Hans Sloane and France

Sir Hans Sloane and France


André J. Fabre                                                           March 24, 2010 20 h

Sir Hans Sloane (1660-1753) always had a strong inclination for France : hardly 23 years old, in 1683 he decided, after 4 years of medical studies, to cross the Channel and, in 1683, arrived in France to study anatomy, medicine and botany. In Paris, he met Joseph Pitton de Tournefort, famed physician and botanist from Montpellier and Joseph Guichard du Verney physician and anatomist from Avignon.

Sloane, as protestant, could not obtain his medical degree in Paris, he had to go to Orange, a Calvinist enclave in the South of France.

Later he came to Montpellier, an important commercial and educational centre in its time, with a famous Medical School, first in France to have created a Botanical Garden of medicinal plants. Students came there from all over Europe : Francois Rabelais, Leonhart Fuchs, Guillaume Rondelet, Charles de l'Ecluse and Pierre Richer de Belleval. Celebrated Medicine Professors were teaching there, among them, Pierre Chirac, Professor of anatomy and medicine and Pierre Magnol Professor of Botany and Director of the Royal Botanic Garden. In those days, botany and medicine were inseparable. Very likely; Sloane found there his vocation to become botanist and also naturalist.

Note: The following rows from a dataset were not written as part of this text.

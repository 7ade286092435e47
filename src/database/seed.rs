use std::error::Error;

use sqlx::SqlitePool;
use tracing::info;

use crate::config::constant::PRICE_PER_KG;
use crate::database::farms::{self, FarmCreate};
use crate::database::slaughterhouses::{self, SlaughterhouseCreate};
use crate::database::trucks::{self, TransportCreate};
use crate::domain::scenario::{FarmSpec, Scenario, TruckSpec};
use crate::domain::types::{Slaughterhouse, TruckClass};

/// Populate empty tables with the default records. Each entity kind is
/// seeded independently, so a partially filled store is left alone.
pub async fn seed_if_empty(pool: &SqlitePool) -> Result<(), Box<dyn Error>> {
    seed_slaughterhouses(pool).await?;
    seed_farms(pool).await?;
    seed_transports(pool).await?;
    Ok(())
}

async fn count(pool: &SqlitePool, table: &str) -> Result<i64, sqlx::Error> {
    let (n,): (i64,) = sqlx::query_as(&format!("SELECT COUNT(*) FROM {table}"))
        .fetch_one(pool)
        .await?;
    Ok(n)
}

async fn seed_slaughterhouses(pool: &SqlitePool) -> Result<(), Box<dyn Error>> {
    if count(pool, "slaughterhouses").await? > 0 {
        return Ok(());
    }

    slaughterhouses::create_slaughterhouse(
        pool,
        SlaughterhouseCreate {
            name: Some("Escorxador Central de Catalunya".to_string()),
            lat: 41.930,
            lon: 2.254,
            capacity_per_day: 2000,
            price_per_kg: Some(1.56),
        },
    )
    .await?;
    info!("Seeded 1 slaughterhouse");
    Ok(())
}

async fn seed_farms(pool: &SqlitePool) -> Result<(), Box<dyn Error>> {
    if count(pool, "farms").await? > 0 {
        return Ok(());
    }

    let seed_rows = [
        ("F1", "Granja del Nord", 41.94, 2.26, 500, 98.5, 6.3, 18, 1.50),
        ("F2", "Granja del Sud", 41.92, 2.24, 600, 112.0, 6.1, 19, 1.52),
        ("F3", "Can Porc", 41.95, 2.21, 350, 105.3, 5.8, 17, 1.49),
        ("F4", "Masia del Riu", 41.91, 2.28, 420, 118.7, 6.0, 20, 1.51),
    ];

    for (id, name, lat, lon, pigs, weight, growth, age, price) in seed_rows {
        farms::create_farm(
            pool,
            FarmCreate {
                farm_id: id.to_string(),
                name: Some(name.to_string()),
                lat,
                lon,
                inventory_pigs: pigs,
                avg_weight_kg: weight,
                growth_rate_kg_per_week: Some(growth),
                age_weeks: Some(age),
                price_per_kg: Some(price),
            },
        )
        .await?;
    }
    info!("Seeded {} farms", seed_rows.len());
    Ok(())
}

async fn seed_transports(pool: &SqlitePool) -> Result<(), Box<dyn Error>> {
    if count(pool, "transports").await? > 0 {
        return Ok(());
    }

    trucks::create_transport(
        pool,
        TransportCreate {
            truck_type: "small".to_string(),
            capacity_tons: 10.0,
            cost_per_km: 1.15,
            max_hours_per_week: Some(40.0),
            fixed_weekly_cost: Some(2000.0),
            available: true,
        },
    )
    .await?;
    trucks::create_transport(
        pool,
        TransportCreate {
            truck_type: "large".to_string(),
            capacity_tons: 20.0,
            cost_per_km: 1.25,
            max_hours_per_week: Some(40.0),
            fixed_weekly_cost: Some(2500.0),
            available: true,
        },
    )
    .await?;
    info!("Seeded 2 transports");
    Ok(())
}

/// Build an engine scenario from the stored records: every available
/// transport and every farm, plus the first slaughterhouse (engine
/// defaults when none is stored).
pub async fn scenario_from_db(
    pool: &SqlitePool,
) -> Result<(Scenario, Slaughterhouse), Box<dyn Error>> {
    let farm_records = farms::list_farms(pool, 0, 10_000).await?;
    let transport_records = trucks::list_transports(pool, 0, 1_000).await?;
    let slaughterhouse_records = slaughterhouses::list_slaughterhouses(pool, 0, 1).await?;

    let farms = farm_records
        .iter()
        .map(|r| FarmSpec {
            id: r.farm_id.clone(),
            lat: r.lat,
            lon: r.lon,
            inventory: r.inventory_pigs.max(0) as u32,
            avg_weight: r.avg_weight_kg,
        })
        .collect();

    let trucks = transport_records
        .iter()
        .filter(|r| r.available)
        .map(|r| TruckSpec {
            id: r.transport_id.clone(),
            capacity_tons: r.capacity_tons,
            class: if r.truck_type == "large" {
                TruckClass::Large
            } else {
                TruckClass::Small
            },
            cost_per_km: Some(r.cost_per_km),
        })
        .collect();

    let slaughterhouse = slaughterhouse_records
        .first()
        .map(|r| Slaughterhouse {
            lat: r.lat,
            lon: r.lon,
            daily_capacity: r.capacity_per_day.max(0) as u32,
            price_per_kg: r.price_per_kg.unwrap_or(PRICE_PER_KG),
        })
        .unwrap_or_default();

    Ok((Scenario { trucks, farms }, slaughterhouse))
}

When Sloane returns to England, In 1684, he brings with him from Montpellier many rare botanical specimens, gifts from his French friends.

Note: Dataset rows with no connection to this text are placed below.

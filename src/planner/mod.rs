pub mod candidates;
pub mod day;

pub use candidates::{candidate_indices, score_candidates, urgency_score};
pub use day::{plan_day, PlanOptions};
pub mod osrm;

pub use osrm::route_distance_km;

Sloane's Friends and Correspondents 

French Botanists

Joseph Pitton deTournefort (1656–1708)

Tournefort, the famed French botanist, sent in 1694 to Hans Sloane his main work : "Botanical Elements, or Method for Identifying Plants) (Institutiones rei herbariae) bringing a clear distinction between genus and species. Tournefort's method allowed classification of 700 plant species into 700 genera.

 When Sloane came back from his Jamaican tour, in 1689, Tournefort sent a letter loaded with méridional enthusiasm : "If I had an opportunity, I would send you some trifles that I picked up in Spain and Portugal but this is little indeed compared with the treasures you brought from America and I am ashamed to mention my works ".

Tournefort, after some dissensions about classification with his British rival, John Ray, naturalist and predecessor of Carl Linnaeus, had to send in 1698 one of his students, Andre Gundelsheimer to London to relieve the tensions.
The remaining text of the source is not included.